_What you should do_
Check each line of the material below for "SeriesChart" and copy those where it appears.

_Data for this task_
※

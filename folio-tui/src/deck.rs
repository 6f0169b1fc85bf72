//! Chart deck - the four portfolio charts shown one at a time
//!
//! Terminal lifecycle mirrors a full-screen ratatui app: raw mode plus the
//! alternate screen while the deck is open, restored on exit and on panic.

use std::io::{self, Stdout};
use std::sync::Arc;

use anyhow::Result;
use crossterm::event::{self, Event, KeyEventKind};
use crossterm::execute;
use crossterm::terminal::{
    disable_raw_mode, enable_raw_mode, EnterAlternateScreen, LeaveAlternateScreen,
};
use folio_runner::PortfolioAnalysis;
use ratatui::backend::CrosstermBackend;
use ratatui::layout::{Constraint, Layout, Rect};
use ratatui::style::{Modifier, Style};
use ratatui::text::{Line, Span};
use ratatui::widgets::{Paragraph, Widget};
use ratatui::{Frame, Terminal};

use crate::navigation::{handle_key_event, key_bindings_help};
use crate::panels::{CorrelationHeatmap, SeriesChart};
use crate::theme::Theme;

/// The charts, in presentation order.
#[derive(Debug, Clone, Copy, PartialEq, Eq)]
pub enum ChartKind {
    PriceHistory,
    Correlation,
    DailyReturns,
    CumulativeGrowth,
}

impl ChartKind {
    pub const ALL: [ChartKind; 4] = [
        ChartKind::PriceHistory,
        ChartKind::Correlation,
        ChartKind::DailyReturns,
        ChartKind::CumulativeGrowth,
    ];

    pub fn title(self) -> &'static str {
        match self {
            ChartKind::PriceHistory => "Portfolio Close Price History",
            ChartKind::Correlation => "Correlation Matrix of Portfolio Stocks",
            ChartKind::DailyReturns => "Volatility in Daily Returns",
            ChartKind::CumulativeGrowth => "Cumulative Returns (Growth of ₹1 Investment)",
        }
    }

    /// Y-axis label; the heatmap has none.
    pub fn y_label(self) -> Option<&'static str> {
        match self {
            ChartKind::PriceHistory => Some("Close Price (INR)"),
            ChartKind::Correlation => None,
            ChartKind::DailyReturns => Some("Daily Returns"),
            ChartKind::CumulativeGrowth => Some("Growth"),
        }
    }
}

/// Which chart is showing and whether the deck is still open.
#[derive(Debug, Clone)]
pub struct ChartDeck {
    index: usize,
    pub should_quit: bool,
}

impl Default for ChartDeck {
    fn default() -> Self {
        Self::new()
    }
}

impl ChartDeck {
    pub fn new() -> Self {
        Self {
            index: 0,
            should_quit: false,
        }
    }

    pub fn current(&self) -> ChartKind {
        ChartKind::ALL[self.index]
    }

    /// Zero-based position in the deck.
    pub fn position(&self) -> usize {
        self.index
    }

    /// Advance; stays on the last chart.
    pub fn next(&mut self) {
        if self.index + 1 < ChartKind::ALL.len() {
            self.index += 1;
        }
    }

    /// Go back; stays on the first chart.
    pub fn previous(&mut self) {
        self.index = self.index.saturating_sub(1);
    }

    pub fn quit(&mut self) {
        self.should_quit = true;
    }
}

/// Render the current chart plus the status bar.
pub fn draw(frame: &mut Frame, deck: &ChartDeck, analysis: &PortfolioAnalysis, theme: &Theme) {
    let [chart_area, status_area] =
        Layout::vertical([Constraint::Min(0), Constraint::Length(1)]).areas(frame.area());

    render_chart(deck.current(), analysis, theme, chart_area, frame.buffer_mut());
    status_line(deck, analysis, theme).render(status_area, frame.buffer_mut());
}

/// Paint one chart into `buf`.
pub fn render_chart(
    kind: ChartKind,
    analysis: &PortfolioAnalysis,
    theme: &Theme,
    area: Rect,
    buf: &mut ratatui::buffer::Buffer,
) {
    let y_label = kind.y_label().unwrap_or_default();
    match kind {
        ChartKind::PriceHistory => {
            SeriesChart::new(&analysis.prices, kind.title(), y_label, theme)
                .y_decimals(0)
                .render(area, buf)
        }
        ChartKind::Correlation => {
            CorrelationHeatmap::new(&analysis.correlation, kind.title(), theme).render(area, buf)
        }
        ChartKind::DailyReturns => {
            SeriesChart::new(&analysis.returns, kind.title(), y_label, theme)
                .y_decimals(3)
                .render(area, buf)
        }
        ChartKind::CumulativeGrowth => {
            SeriesChart::new(&analysis.growth, kind.title(), y_label, theme).render(area, buf)
        }
    }
}

fn status_line<'a>(
    deck: &ChartDeck,
    analysis: &PortfolioAnalysis,
    theme: &Theme,
) -> Paragraph<'a> {
    let mut spans = vec![
        Span::styled(
            format!(" [{}/{}] ", deck.position() + 1, ChartKind::ALL.len()),
            Style::default().fg(theme.accent).add_modifier(Modifier::BOLD),
        ),
        Span::styled(
            format!("{} to {} ", analysis.config.start, analysis.config.end),
            Style::default().fg(theme.text_secondary),
        ),
    ];
    if analysis.has_synthetic() {
        spans.push(Span::styled(
            "SYNTHETIC DATA ",
            Style::default().fg(theme.warning).add_modifier(Modifier::BOLD),
        ));
    }
    let help: Vec<String> = key_bindings_help()
        .iter()
        .map(|(keys, action)| format!("{keys}: {action}"))
        .collect();
    spans.push(Span::styled(
        format!("│ {}", help.join("  ")),
        Style::default().fg(theme.muted),
    ));

    Paragraph::new(Line::from(spans)).style(Style::default().bg(theme.background))
}

/// Show the chart deck until the user closes it.
pub fn run_deck(analysis: &PortfolioAnalysis) -> Result<()> {
    with_terminal_panic_hook(|| run_in_terminal(analysis))
}

/// Run `body` with a panic hook that restores the terminal before the
/// previous hook prints the panic. The previous hook is reinstalled afterwards.
fn with_terminal_panic_hook<T>(body: impl FnOnce() -> T) -> T {
    let previous = Arc::new(std::panic::take_hook());
    let chained = Arc::clone(&previous);
    std::panic::set_hook(Box::new(move |info| {
        let _ = disable_raw_mode();
        let _ = execute!(io::stderr(), LeaveAlternateScreen);
        chained(info);
    }));

    let out = body();

    let _ = std::panic::take_hook();
    std::panic::set_hook(Box::new(move |info| previous(info)));
    out
}

fn run_in_terminal(analysis: &PortfolioAnalysis) -> Result<()> {
    enable_raw_mode()?;
    let mut terminal = setup_or_restore(enter_alternate_screen, || {
        let _ = execute!(io::stdout(), LeaveAlternateScreen);
        let _ = disable_raw_mode();
    })?;

    let result = event_loop(&mut terminal, analysis);

    disable_raw_mode()?;
    execute!(terminal.backend_mut(), LeaveAlternateScreen)?;
    terminal.show_cursor()?;

    result
}

fn enter_alternate_screen() -> Result<Terminal<CrosstermBackend<Stdout>>> {
    let mut stdout = io::stdout();
    execute!(stdout, EnterAlternateScreen)?;
    let mut terminal = Terminal::new(CrosstermBackend::new(stdout))?;
    terminal.clear()?;
    Ok(terminal)
}

/// Run `setup`; if it fails, call `restore` before returning the error.
fn setup_or_restore<T>(setup: impl FnOnce() -> Result<T>, restore: impl FnOnce()) -> Result<T> {
    match setup() {
        Ok(value) => Ok(value),
        Err(e) => {
            restore();
            Err(e)
        }
    }
}

fn event_loop(
    terminal: &mut Terminal<CrosstermBackend<Stdout>>,
    analysis: &PortfolioAnalysis,
) -> Result<()> {
    let theme = Theme::default();
    let mut deck = ChartDeck::new();

    while !deck.should_quit {
        terminal.draw(|f| draw(f, &deck, analysis, &theme))?;

        // Nothing updates in the background, so block until the next event.
        if let Event::Key(key) = event::read()? {
            if key.kind == KeyEventKind::Press {
                handle_key_event(&mut deck, key);
            }
        }
    }
    Ok(())
}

※

_Output of the task_
use crate::panels::{CorrelationHeatmap, SeriesChart};
            SeriesChart::new(&analysis.prices, kind.title(), y_label, theme)
            SeriesChart::new(&analysis.returns, kind.title(), y_label, theme)
            SeriesChart::new(&analysis.growth, kind.title(), y_label, theme).render(area, buf)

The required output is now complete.